Classic ryazhenka has a yellowish-brown tint and a sour milk taste. This product can be considered a type of yogurt without the use of various flavoring additives. At home you can make fermented baked milk with your own hands. When we cook at home, the process of making fermented baked milk is very long, but the result is worth the time spent. Homemade ryazhenka recipes claim to have an amazing taste and thick consistency. Although the taste of ryazhenka depends on the quality of the cow's milk taken for its preparation. So, to prepare ryazhenka you need to take a couple of liters of cow's milk. Moreover, recipes with fermented baked milk advise choosing milk from which the cream has not been skimmed. It needs to be boiled and left to simmer on low heat for an hour and a half on the stove.

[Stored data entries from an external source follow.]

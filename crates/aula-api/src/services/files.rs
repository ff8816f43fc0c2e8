//! File orchestration service
//!
//! Composes sanitizer + access control + object-store + metadata-store calls
//! into the upload, download-link, and delete use cases. The steps inside
//! each operation are strictly sequential: the access check always precedes
//! the storage write, and the storage write always precedes the metadata
//! insert. There are no cross-store transactions; consistency between the
//! blob store and the metadata store is best-effort, with the failure
//! windows documented on each method.

use std::sync::Arc;
use std::time::Duration;

use aula_core::models::{Identity, NewFile, StoredFile};
use aula_core::sanitize::{extension_of, sanitize_filename};
use aula_core::AppError;
use aula_db::{FileStore, ModuleStore};
use aula_storage::ObjectStore;
use uuid::Uuid;

use crate::services::access::AccessControl;

/// Upload input assembled by the handler from the multipart form.
#[derive(Debug)]
pub struct UploadRequest {
    pub module_id: i64,
    pub data: Vec<u8>,
    pub original_filename: String,
    pub content_type: String,
    pub custom_name: Option<String>,
}

pub struct FileService {
    files: Arc<dyn FileStore>,
    modules: Arc<dyn ModuleStore>,
    access: Arc<AccessControl>,
    storage: Arc<dyn ObjectStore>,
    max_upload_bytes: usize,
    signed_url_ttl: Duration,
}

impl FileService {
    pub fn new(
        files: Arc<dyn FileStore>,
        modules: Arc<dyn ModuleStore>,
        access: Arc<AccessControl>,
        storage: Arc<dyn ObjectStore>,
        max_upload_bytes: usize,
        signed_url_ttl: Duration,
    ) -> Self {
        Self {
            files,
            modules,
            access,
            storage,
            max_upload_bytes,
            signed_url_ttl,
        }
    }

    /// Upload a file into a module.
    ///
    /// Order: resolve module -> authorize -> size check -> sanitize ->
    /// storage write -> metadata insert. The size and name checks run before
    /// any I/O. If the storage write fails no metadata row exists; if the
    /// metadata insert fails the written blob is orphaned (not reclaimed
    /// here).
    pub async fn upload(
        &self,
        request: UploadRequest,
        caller: &Identity,
    ) -> Result<StoredFile, AppError> {
        let ownership = self
            .modules
            .ownership(request.module_id)
            .await?
            .ok_or_else(|| AppError::NotFound("Module not found".to_string()))?;

        if !self
            .access
            .can_access_module(caller, request.module_id)
            .await?
        {
            return Err(AppError::Forbidden(
                "Not authorized for this module".to_string(),
            ));
        }

        if request.data.len() > self.max_upload_bytes {
            return Err(AppError::InvalidInput(format!(
                "File size exceeds maximum allowed size of {} MB",
                self.max_upload_bytes / 1024 / 1024
            )));
        }

        let safe_original = sanitize_filename(&request.original_filename);
        if safe_original.is_empty() {
            return Err(AppError::InvalidInput(
                "Filename is empty after sanitization".to_string(),
            ));
        }

        let display_name = match request.custom_name.as_deref().map(str::trim) {
            Some(custom) if !custom.is_empty() => {
                let safe_custom = sanitize_filename(custom);
                if safe_custom.is_empty() {
                    safe_original.clone()
                } else {
                    safe_custom
                }
            }
            _ => safe_original.clone(),
        };

        // The random suffix guarantees path uniqueness regardless of the
        // original filename.
        let extension = extension_of(&safe_original).to_string();
        let storage_path = format!(
            "universities/{}/courses/{}/modules/{}/{}{}",
            ownership.university_id,
            ownership.course_id,
            ownership.module_id,
            Uuid::new_v4(),
            extension
        );
        let size_bytes = request.data.len() as i64;

        tracing::info!(
            module_id = ownership.module_id,
            storage_path = %storage_path,
            size_bytes,
            "Uploading file"
        );

        let storage_url = self
            .storage
            .put(&storage_path, request.data, &request.content_type)
            .await
            .map_err(|e| {
                tracing::error!(
                    error = %e,
                    storage_path = %storage_path,
                    "Object store write failed"
                );
                AppError::Storage(format!("Failed to store file: {}", e))
            })?;

        let file_type = extension
            .strip_prefix('.')
            .filter(|ext| !ext.is_empty())
            .map(|ext| ext.to_lowercase());

        let file = self
            .files
            .insert(NewFile {
                module_id: ownership.module_id,
                name: display_name,
                file_type,
                original_filename: safe_original,
                storage_path,
                storage_url,
                content_type: request.content_type,
                size_bytes,
            })
            .await?;

        tracing::info!(file_id = file.id, module_id = file.module_id, "File uploaded");

        Ok(file)
    }

    /// Access-gated detail lookup.
    pub async fn get(&self, file_id: i64, caller: &Identity) -> Result<StoredFile, AppError> {
        let file = self.load_authorized(file_id, caller).await?;
        Ok(file)
    }

    /// Issue a time-limited read URL for a file.
    ///
    /// When the backend cannot sign (credential mode without signing
    /// capability), the plain object URL is returned instead - degraded but
    /// non-fatal. Issuing a link refreshes the file's updated_at timestamp.
    pub async fn download_url(&self, file_id: i64, caller: &Identity) -> Result<String, AppError> {
        let file = self.load_authorized(file_id, caller).await?;

        let url = match self
            .storage
            .signed_read_url(&file.storage_path, self.signed_url_ttl)
            .await
        {
            Ok(url) => url,
            Err(e) => {
                tracing::warn!(
                    error = %e,
                    file_id,
                    "Signed URL unavailable, falling back to plain object URL"
                );
                file.storage_url.clone()
            }
        };

        if let Err(e) = self.files.touch(file.id).await {
            tracing::warn!(error = %e, file_id, "Failed to refresh file timestamp");
        }

        Ok(url)
    }

    /// Delete a file: blob first, metadata second.
    ///
    /// An already-absent blob is not an error (idempotent delete) but is
    /// logged distinctly from a true deletion. A hard blob-delete failure
    /// keeps the metadata row so the record of a possibly-live blob is never
    /// lost.
    pub async fn delete(&self, file_id: i64, caller: &Identity) -> Result<(), AppError> {
        let file = self.load_authorized(file_id, caller).await?;

        match self.storage.delete(&file.storage_path).await {
            Ok(true) => {
                tracing::info!(file_id, storage_path = %file.storage_path, "Deleted object");
            }
            Ok(false) => {
                tracing::warn!(
                    file_id,
                    storage_path = %file.storage_path,
                    "Object already absent, removing metadata only"
                );
            }
            Err(e) => {
                tracing::error!(
                    error = %e,
                    file_id,
                    storage_path = %file.storage_path,
                    "Object store delete failed, metadata retained"
                );
                return Err(AppError::Storage(format!("Failed to delete file: {}", e)));
            }
        }

        self.files.delete(file.id).await?;

        tracing::info!(file_id, "File deleted");

        Ok(())
    }

    /// Load a file and enforce access through its owning module.
    async fn load_authorized(
        &self,
        file_id: i64,
        caller: &Identity,
    ) -> Result<StoredFile, AppError> {
        let file = self
            .files
            .get(file_id)
            .await?
            .ok_or_else(|| AppError::NotFound("File not found".to_string()))?;

        if !self
            .access
            .can_access_module(caller, file.module_id)
            .await?
        {
            return Err(AppError::Forbidden(
                "Not authorized for this file".to_string(),
            ));
        }

        Ok(file)
    }
}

After this, put it in the oven for 20 minutes until it is covered with a film. Then you need to take out the milk, let it cool and add one or two tablespoons of sour cream. However, it should be remembered that under no circumstances should you add sour cream to hot baked milk, otherwise the product will immediately curdle. Leave the fermented baked milk to “ripen” for 6-8 hours in a warm place. During this time the product should be ready. In order for ryazhenka to acquire a pleasant sweetish taste, you can add a teaspoon of sugar. Dishes made from ryazhenka are mainly pancakes, pancakes and various creams that are used in cooking for making cookies, pastries and cakes. If you keep ryazhenka in the refrigerator for some time, then it will become even thicker. This dairy product can be stored in the refrigerator for quite a long time.